Documentation is included with the installation, at:

* https://kea.readthedocs.io/en/latest/
* or via https://kb.isc.org/docs/kea-administrator-reference-manual in 
HTML, plain text, or PDF formats

ISC maintains a public open source code tree, a wiki, an issue tracking 
system, milestone planning, and a roadmap at:

https://gitlab.isc.org/isc-projects/kea

We ask users of this software to please let us know how it worked for 
you and what operating system you tested on. Feel free to share your 
feedback on the Kea Users mailing list at:

https://lists.isc.org/mailman/listinfo/kea-users

We would also like to hear whether the documentation is adequate and 
accurate. Please open tickets in the Kea GitLab project for bugs, 
documentation omissions and errors, and enhancement requests. We want to 
hear from you even if everything worked.

## Support

Professional support for Kea is available from ISC. We encourage all 
professional users to consider this option; Kea development and 
maintenance are funded with support subscriptions. For more information 
on ISC's Kea and DHCP software support see:

https://www.isc.org/support/

Free best-effort support is provided by our user community via a mailing 
list. Information on all public email lists is available at:

https://www.isc.org/community/mailing-List

If you have any comments or questions about working with Kea, please 
share them on the Kea Users List:

https://lists.isc.org/mailman/listinfo/kea-users

Bugs and feature requests may be submitted via GitLab at:

https://gitlab.isc.org/isc-projects/kea/-/issues

## Changes

The following summarizes changes since the previous release of 1.9.5:

```
1883.    [build]        andrei
    Bump library versions for Kea 1.9.6 release.
    (Gitlab #1772)

1882.    [func]        razvan
    Implemented database connection recovery for forensic logging.
    To achieve this, the "on-fail" connection parameter has been
    added to control the action performed on connection loss.
    The supported values are "stop-retry-exit", "serve-retry-exit"
    and "serve-retry-continue". They indicate if the server should
    disable the service on connection loss ("stop-retry-exit") or if
    on recovery failure the server should shut down
    ("stop-retry-exit" and "serve-retry-exit") or continue
    ("serve-retry-continue").

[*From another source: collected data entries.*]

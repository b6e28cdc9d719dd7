//! Row-Level Security
//!
//! Ordered, named policies per model. Field-equality policies are pushed into
//! the read query; arbitrary predicates run over materialized rows. Write
//! policies are checked before the mutation and deny it outright.

use chrono::{DateTime, Duration, Utc};
use parking_lot::RwLock;
use serde::{Deserialize, Serialize};
use serde_json::Value;
use std::collections::HashMap;
use std::fmt;
use std::sync::Arc;
use tracing::info;

use crate::engine::canonical::Record;
use crate::engine::context::RequestContext;
use crate::engine::error::{EngineError, Result};
use crate::engine::query::{values_equal, Operator, QueryBuilder};

/// Operations a policy applies to
#[derive(Debug, Clone, Copy, PartialEq, Eq, Serialize, Deserialize)]
#[serde(rename_all = "lowercase")]
pub enum PolicyScope {
    Read,
    Write,
    Both,
}

impl PolicyScope {
    fn covers(self, access: Access) -> bool {
        matches!(
            (self, access),
            (PolicyScope::Both, _) | (PolicyScope::Read, Access::Read) | (PolicyScope::Write, Access::Write)
        )
    }
}

#[derive(Debug, Clone, Copy, PartialEq, Eq)]
pub enum Access {
    Read,
    Write,
}

impl fmt::Display for Access {
    fn fmt(&self, f: &mut fmt::Formatter<'_>) -> fmt::Result {
        match self {
            Access::Read => write!(f, "read"),
            Access::Write => write!(f, "write"),
        }
    }
}

/// Right-hand side of a field-equality policy
#[derive(Debug, Clone, PartialEq)]
pub enum ContextValue {
    TenantId,
    ActorId,
    Literal(Value),
}

impl ContextValue {
    fn resolve(&self, ctx: &RequestContext) -> Option<Value> {
        match self {
            ContextValue::TenantId => ctx.tenant_id.clone().map(Value::String),
            ContextValue::ActorId => ctx.actor_id.clone().map(Value::String),
            ContextValue::Literal(v) => Some(v.clone()),
        }
    }
}

pub type PolicyFn = Arc<dyn Fn(&Record, &RequestContext) -> bool + Send + Sync>;

#[derive(Clone)]
pub enum Predicate {
    /// `record[field] == value`; pushed down into read queries
    FieldEquals { field: String, value: ContextValue },
    /// Arbitrary check over a materialized row
    Custom(PolicyFn),
}

impl fmt::Debug for Predicate {
    fn fmt(&self, f: &mut fmt::Formatter<'_>) -> fmt::Result {
        match self {
            Predicate::FieldEquals { field, value } => {
                f.debug_struct("FieldEquals").field("field", field).field("value", value).finish()
            }
            Predicate::Custom(_) => f.write_str("Custom(..)"),
        }
    }
}

#[derive(Debug, Clone)]
pub struct Policy {
    pub name: String,
    pub scope: PolicyScope,
    pub predicate: Predicate,
}

impl Policy {
    pub fn new<F>(name: &str, scope: PolicyScope, check: F) -> Self
    where
        F: Fn(&Record, &RequestContext) -> bool + Send + Sync + 'static,
    {
        Self {
            name: name.to_string(),
            scope,
            predicate: Predicate::Custom(Arc::new(check)),
        }
    }

    pub fn field_equals(name: &str, scope: PolicyScope, field: &str, value: ContextValue) -> Self {
        Self {
            name: name.to_string(),
            scope,
            predicate: Predicate::FieldEquals {
                field: field.to_string(),
                value,
            },
        }
    }

    /// Rows must belong to the caller's tenant
    pub fn tenant_isolation(scope: PolicyScope) -> Self {
        Self::field_equals("tenant_isolation", scope, "tenant_id", ContextValue::TenantId)
    }

    /// Rows must be owned or created by the caller
    pub fn ownership(scope: PolicyScope) -> Self {
        Self::new("ownership", scope, |row, ctx| {
            let Some(actor) = ctx.actor_id.as_deref() else {
                return false;
            };
            ["owner_id", "created_by"]
                .iter()
                .any(|f| row.get(*f).and_then(Value::as_str) == Some(actor))
        })
    }

    /// A row's `required_role`, when set, must be one of the caller's roles
    pub fn role_based(scope: PolicyScope) -> Self {
        Self::new("role_based", scope, |row, ctx| {
            match row.get("required_role").and_then(Value::as_str) {
                Some(role) if !role.is_empty() => ctx.has_role(role),
                _ => true,
            }
        })
    }

    /// High sensitivity needs admin; medium needs admin or editor
    pub fn sensitivity(scope: PolicyScope) -> Self {
        Self::new("sensitivity", scope, |row, ctx| {
            match row.get("sensitivity_level").and_then(Value::as_str).unwrap_or("low") {
                "high" => ctx.has_role("admin"),
                "medium" => ctx.has_role("admin") || ctx.has_role("editor"),
                _ => true,
            }
        })
    }

    /// Rows created over a year ago are visible only to the archivist role
    pub fn time_based(scope: PolicyScope) -> Self {
        Self::archived_after(scope, Duration::days(ARCHIVE_AGE_DAYS))
    }

    /// Rows older than `max_age` by `created_at` need the archivist role.
    /// Rows without a readable `created_at` pass.
    pub fn archived_after(scope: PolicyScope, max_age: Duration) -> Self {
        Self::new("time_based", scope, move |row, ctx| {
            !is_archived(row, max_age, Utc::now()) || ctx.has_role(ARCHIVIST_ROLE)
        })
    }

    pub fn check(&self, row: &Record, ctx: &RequestContext) -> bool {
        match &self.predicate {
            Predicate::FieldEquals { field, value } => match (value.resolve(ctx), row.get(field)) {
                (Some(expected), Some(actual)) => values_equal(actual, &expected),
                _ => false,
            },
            Predicate::Custom(check) => check(row, ctx),
        }
    }

    fn is_custom(&self) -> bool {
        matches!(self.predicate, Predicate::Custom(_))
    }
}

/// Age past which [`Policy::time_based`] hides rows
pub const ARCHIVE_AGE_DAYS: i64 = 365;

/// Role allowed to read archived rows
pub const ARCHIVIST_ROLE: &str = "archivist";

fn is_archived(row: &Record, max_age: Duration, now: DateTime<Utc>) -> bool {
    row.get("created_at")
        .and_then(Value::as_str)
        .and_then(|text| DateTime::parse_from_rfc3339(text).ok())
        .is_some_and(|created| now.signed_duration_since(created) > max_age)
}

#[derive(Default)]
struct ModelPolicies {
    policies: Vec<Policy>,
    read_defaults: Record,
    write_defaults: Record,
}

#[derive(Default)]
pub struct RowLevelSecurity {
    models: RwLock<HashMap<String, ModelPolicies>>,
}

impl RowLevelSecurity {
    pub fn new() -> Self {
        Self::default()
    }

    /// Append a policy. Names are unique per model.
    pub fn add_policy(&self, model: &str, policy: Policy) -> Result<()> {
        let mut models = self.models.write();
        let entry = models.entry(model.to_string()).or_default();
        if entry.policies.iter().any(|p| p.name == policy.name) {
            return Err(EngineError::Validation(format!(
                "policy '{}' already exists for model '{}'",
                policy.name, model
            )));
        }
        entry.policies.push(policy);
        Ok(())
    }

    /// Equality constraints added to reads, and values filled into writes,
    /// when the caller has not supplied them.
    pub fn set_default_filters(&self, model: &str, read: Record, write: Record) {
        let mut models = self.models.write();
        let entry = models.entry(model.to_string()).or_default();
        entry.read_defaults = read;
        entry.write_defaults = write;
    }

    pub fn policy_names(&self, model: &str) -> Vec<String> {
        self.models
            .read()
            .get(model)
            .map(|m| m.policies.iter().map(|p| p.name.clone()).collect())
            .unwrap_or_default()
    }

    /// Whether reads need a post-filter pass over materialized rows.
    pub fn has_read_post_filter(&self, model: &str) -> bool {
        self.models
            .read()
            .get(model)
            .map(|m| m.policies.iter().any(|p| p.is_custom() && p.scope.covers(Access::Read)))
            .unwrap_or(false)
    }

    pub fn check_access(&self, model: &str, row: &Record, ctx: &RequestContext, access: Access) -> bool {
        let models = self.models.read();
        let Some(entry) = models.get(model) else {
            return true;
        };
        for policy in entry.policies.iter().filter(|p| p.scope.covers(access)) {
            if !policy.check(row, ctx) {
                info!(model, policy = %policy.name, op = %access, "rls denied");
                return false;
            }
        }
        true
    }

    /// Push equality policies and default read filters into the query.
    ///
    /// A field-equality policy whose context value is absent matches nothing,
    /// expressed as an empty `IN` list.
    pub fn enforce_read(&self, model: &str, mut query: QueryBuilder, ctx: &RequestContext) -> QueryBuilder {
        let models = self.models.read();
        let Some(entry) = models.get(model) else {
            return query;
        };

        for (field, value) in &entry.read_defaults {
            if !query.has_equality_on(field) {
                query = query.eq(field, value.clone());
            }
        }

        for policy in entry.policies.iter().filter(|p| p.scope.covers(Access::Read)) {
            if let Predicate::FieldEquals { field, value } = &policy.predicate {
                query = match value.resolve(ctx) {
                    Some(v) => query.eq(field, v),
                    None => query.filter(field, Operator::In, Value::Array(Vec::new())),
                };
            }
        }
        query
    }

    /// Drop rows failing any custom read policy.
    pub fn filter_rows(&self, model: &str, rows: Vec<Record>, ctx: &RequestContext) -> Vec<Record> {
        let models = self.models.read();
        let Some(entry) = models.get(model) else {
            return rows;
        };
        let custom: Vec<&Policy> = entry
            .policies
            .iter()
            .filter(|p| p.is_custom() && p.scope.covers(Access::Read))
            .collect();
        if custom.is_empty() {
            return rows;
        }
        rows.into_iter()
            .filter(|row| custom.iter().all(|p| p.check(row, ctx)))
            .collect()
    }

    /// Check write policies against the record as it would be written, then
    /// fill in default write values.
    pub fn enforce_write(&self, model: &str, record: &mut Record, ctx: &RequestContext) -> Result<()> {
        if !self.check_access(model, record, ctx, Access::Write) {
            return Err(EngineError::PermissionDenied(format!(
                "row-level security denied write on '{}'",
                model
            )));
        }
        if let Some(entry) = self.models.read().get(model) {
            for (field, value) in &entry.write_defaults {
                record.entry(field.clone()).or_insert_with(|| value.clone());
            }
        }
        Ok(())
    }
}
//! Storage Adapter Layer
//!
//! The narrow contracts concrete backends implement:
//! - [`KvAdapter`]: raw put/get/query/delete for schemaless partition/row stores
//! - [`ObjectStore`]: byte blobs by key, used for overflow records
//! - [`RelationalDriver`]: parameterized CRUD plus offset paging
//!
//! SQLite, in-memory and filesystem implementations ship with the crate.

pub mod dialect;
pub mod fs;
pub mod memory;
pub mod sqlite;

pub use dialect::SqlDialect;
pub use fs::{FsKvStore, FsObjectStore};
pub use memory::{MemoryKvStore, MemoryObjectStore};
pub use sqlite::SqliteDriver;

use serde::{Deserialize, Serialize};
use serde_json::Value;

use super::canonical::Record;
use super::error::{EngineError, Result};
use super::query::{QueryBuilder, QueryFilter, QueryOutput};

/// Default record size limit for key-value providers (1 MiB).
pub const DEFAULT_MAX_RECORD_BYTES: usize = 1024 * 1024;

/// Where a key-value write landed
#[derive(Debug, Clone, PartialEq, Eq, Serialize, Deserialize)]
pub struct StoredRef {
    pub partition_key: String,
    pub row_key: String,
    #[serde(skip_serializing_if = "Option::is_none")]
    pub etag: Option<String>,
}

/// A raw key-value entry together with its address
#[derive(Debug, Clone, PartialEq)]
pub struct KvEntry {
    pub partition_key: String,
    pub row_key: String,
    pub data: Record,
}

/// Raw contract for schemaless partition/row stores.
///
/// Adapters see records exactly as the engine stores them, including
/// overflow stubs; they never interpret record contents.
pub trait KvAdapter: Send + Sync {
    /// Provider name recorded in audit entries
    fn provider(&self) -> &str;

    /// Largest serialized record the provider accepts inline
    fn max_record_bytes(&self) -> usize {
        DEFAULT_MAX_RECORD_BYTES
    }

    fn put_raw(&self, model: &str, partition_key: &str, row_key: &str, data: &Record) -> Result<StoredRef>;

    fn get_raw(&self, model: &str, partition_key: &str, row_key: &str) -> Result<Option<Record>>;

    /// Entries whose stored form equals every `(field, value)` in `filters`.
    /// The engine passes an empty filter set and filters hydrated records itself.
    fn query_raw(&self, model: &str, filters: &Record, limit: Option<usize>) -> Result<Vec<KvEntry>>;

    /// Remove an entry. Returns whether anything was deleted.
    fn delete_raw(&self, model: &str, partition_key: &str, row_key: &str, etag: Option<&str>) -> Result<bool>;
}

/// Blob storage contract used for overflow payloads
pub trait ObjectStore: Send + Sync {
    fn put(&self, key: &str, bytes: &[u8]) -> Result<()>;

    fn get(&self, key: &str) -> Result<Option<Vec<u8>>>;

    fn delete(&self, key: &str) -> Result<bool>;

    fn list(&self, prefix: &str) -> Result<Vec<String>>;
}

/// Parameterized relational driver contract
pub trait RelationalDriver: Send + Sync {
    fn provider(&self) -> &str;

    fn insert(&self, table: &str, record: &Record) -> Result<Record>;

    fn select(&self, table: &str, query: &QueryBuilder) -> Result<QueryOutput>;

    fn select_page(
        &self,
        table: &str,
        query: &QueryBuilder,
        page_size: usize,
        continuation_token: Option<&str>,
    ) -> Result<Page>;

    /// Update matching rows, returning them as written. Empty when nothing matched.
    fn update(&self, table: &str, filters: &[QueryFilter], patch: &Record) -> Result<Vec<Record>>;

    fn upsert(&self, table: &str, record: &Record, conflict_key: &str) -> Result<Record>;

    /// Delete matching rows, returning what was removed.
    fn delete(&self, table: &str, filters: &[QueryFilter]) -> Result<Vec<Record>>;

    /// Run a statement, returning affected rows.
    fn execute(&self, sql: &str, params: &[Value]) -> Result<usize>;

    /// Run a row-returning statement.
    fn query(&self, sql: &str, params: &[Value]) -> Result<Vec<Record>>;
}

/// One page of a paged read
#[derive(Debug, Clone, Default, PartialEq, Serialize, Deserialize)]
#[serde(rename_all = "camelCase")]
pub struct Page {
    pub rows: Vec<Record>,
    pub continuation_token: Option<String>,
}

/// Largest row offset a page may start at. Relational drivers bind offsets
/// as signed 64-bit integers.
const MAX_PAGE_OFFSET: usize = i64::MAX as usize;

impl Page {
    /// Parse an offset continuation token. Absent means start at zero.
    pub fn parse_token(token: Option<&str>) -> Result<usize> {
        match token {
            None => Ok(0),
            Some(t) => t
                .parse::<usize>()
                .ok()
                .filter(|offset| *offset <= MAX_PAGE_OFFSET)
                .ok_or_else(|| EngineError::Validation(format!("invalid continuation token '{}'", t))),
        }
    }

    /// The query fetching one page window: `page_size + 1` rows starting
    /// `offset` rows past the query's own skip.
    pub fn window(query: &QueryBuilder, page_size: usize, offset: usize) -> Result<QueryBuilder> {
        let start = query.skip.checked_add(offset).filter(|s| *s <= MAX_PAGE_OFFSET);
        let end = start
            .and_then(|s| s.checked_add(page_size))
            .filter(|e| *e <= MAX_PAGE_OFFSET);
        match (start, end) {
            (Some(start), Some(_)) => {
                let mut window = query.clone().skip(start).take(page_size + 1);
                window.count_only = false;
                Ok(window)
            }
            _ => Err(EngineError::Validation(format!(
                "continuation token {} is out of range",
                offset
            ))),
        }
    }

    /// Build a page from a window fetched with `page_size + 1` rows starting at
    /// `offset`. The extra row only signals that more data exists.
    pub fn from_window(mut rows: Vec<Record>, offset: usize, page_size: usize) -> Self {
        let has_more = rows.len() > page_size;
        rows.truncate(page_size);
        Self {
            rows,
            continuation_token: has_more.then(|| offset.saturating_add(page_size).to_string()),
        }
    }
}

#[cfg(test)]
mod tests {
    use super::*;
    use serde_json::json;

    fn rows(n: usize) -> Vec<Record> {
        (0..n)
            .map(|i| json!({ "i": i }).as_object().cloned().unwrap())
            .collect()
    }

    #[test]
    fn test_page_window() {
        let page = Page::from_window(rows(4), 0, 3);
        assert_eq!(page.rows.len(), 3);
        assert_eq!(page.continuation_token.as_deref(), Some("3"));

        let last = Page::from_window(rows(2), 3, 3);
        assert_eq!(last.rows.len(), 2);
        assert!(last.continuation_token.is_none());
    }

    #[test]
    fn test_parse_token() {
        assert_eq!(Page::parse_token(None).unwrap(), 0);
        assert_eq!(Page::parse_token(Some("40")).unwrap(), 40);
        assert!(Page::parse_token(Some("abc")).is_err());
        assert!(Page::parse_token(Some("18446744073709551615")).is_err());
    }

    #[test]
    fn test_window_rejects_offsets_past_the_end() {
        let q = QueryBuilder::new().skip(5);
        let window = Page::window(&q, 2, 4).unwrap();
        assert_eq!((window.skip, window.take), (9, Some(3)));

        let near_max = MAX_PAGE_OFFSET - 1;
        let err = Page::window(&q, 2, near_max).unwrap_err();
        assert!(matches!(err, EngineError::Validation(_)));
        assert!(Page::window(&QueryBuilder::new(), usize::MAX, 0).is_err());
    }
}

The default value used (if not
    configured) is "stop-retry-exit" for lease, host and config
    backends, and "serve-retry-continue" for forensic log.
    (Gitlab #1621)

1881.    [func]        fdupont
    Moved errors about URLs using names (vs addresses) or
    https (vs http) scheme in High Availability hook
    configuration from connection opening time to
    configuration time.
    (Gitlab #1758)

1880.    [build]        fdupont
    TLS support is now reported by configure in the
    cryptographic backend section.
    (Gitlab #1774)

1879.    [func]        fdupont
    The Control Agent now supports TLS/HTTPS. This works with
    OpenSSL and there are known problems with Botan, which will
    be addressed in the future.
    (Gitlab #1662)

1878.    [bug]        razvan
    Request enabling DHCP service when the HA hooks library is
    unloaded. It may remain disabled if it had been disabled
    outside of the HA hooks library. Prior to this change, if
    the HA hooks library disabled the DHCP service it would
    always remain disabled after the hooks library was unloaded.
    (Gitlab #1697)

1877.    [func]        fdupont
    kea-shell supports TLS/HTTPS. This is limited to the python 3
    version i.e. if kea-shell is configured with python 2 it still
    works in 1.9.6 but raises an error if a new TLS/HTTPS argument
    is specified.
    (Gitlab #1663)

1876.    [doc]        fdupont
    Added documentation for TLS/HTTPS support.
    (Gitlab #1664)

1875.    [func]        fdupont
    TLS/HTTPS support was added to asiolink and http libraries.
    (Gitlab #1661)

1874.    [doc]        marcin
    Added notes in the ARM highlighting that the address and
    delegated prefix pools must be split when HA load-balancing
    mode is used.
    (Gitlab #1726)

1873.    [func]        andrei
    kea-admin now accepts the -P|--port parameter with a custom
    port used to connect to the database.
    (Gitlab #1674)
```

Thank you again to everyone who assisted us in making this release 
possible.

We look forward to receiving your feedback.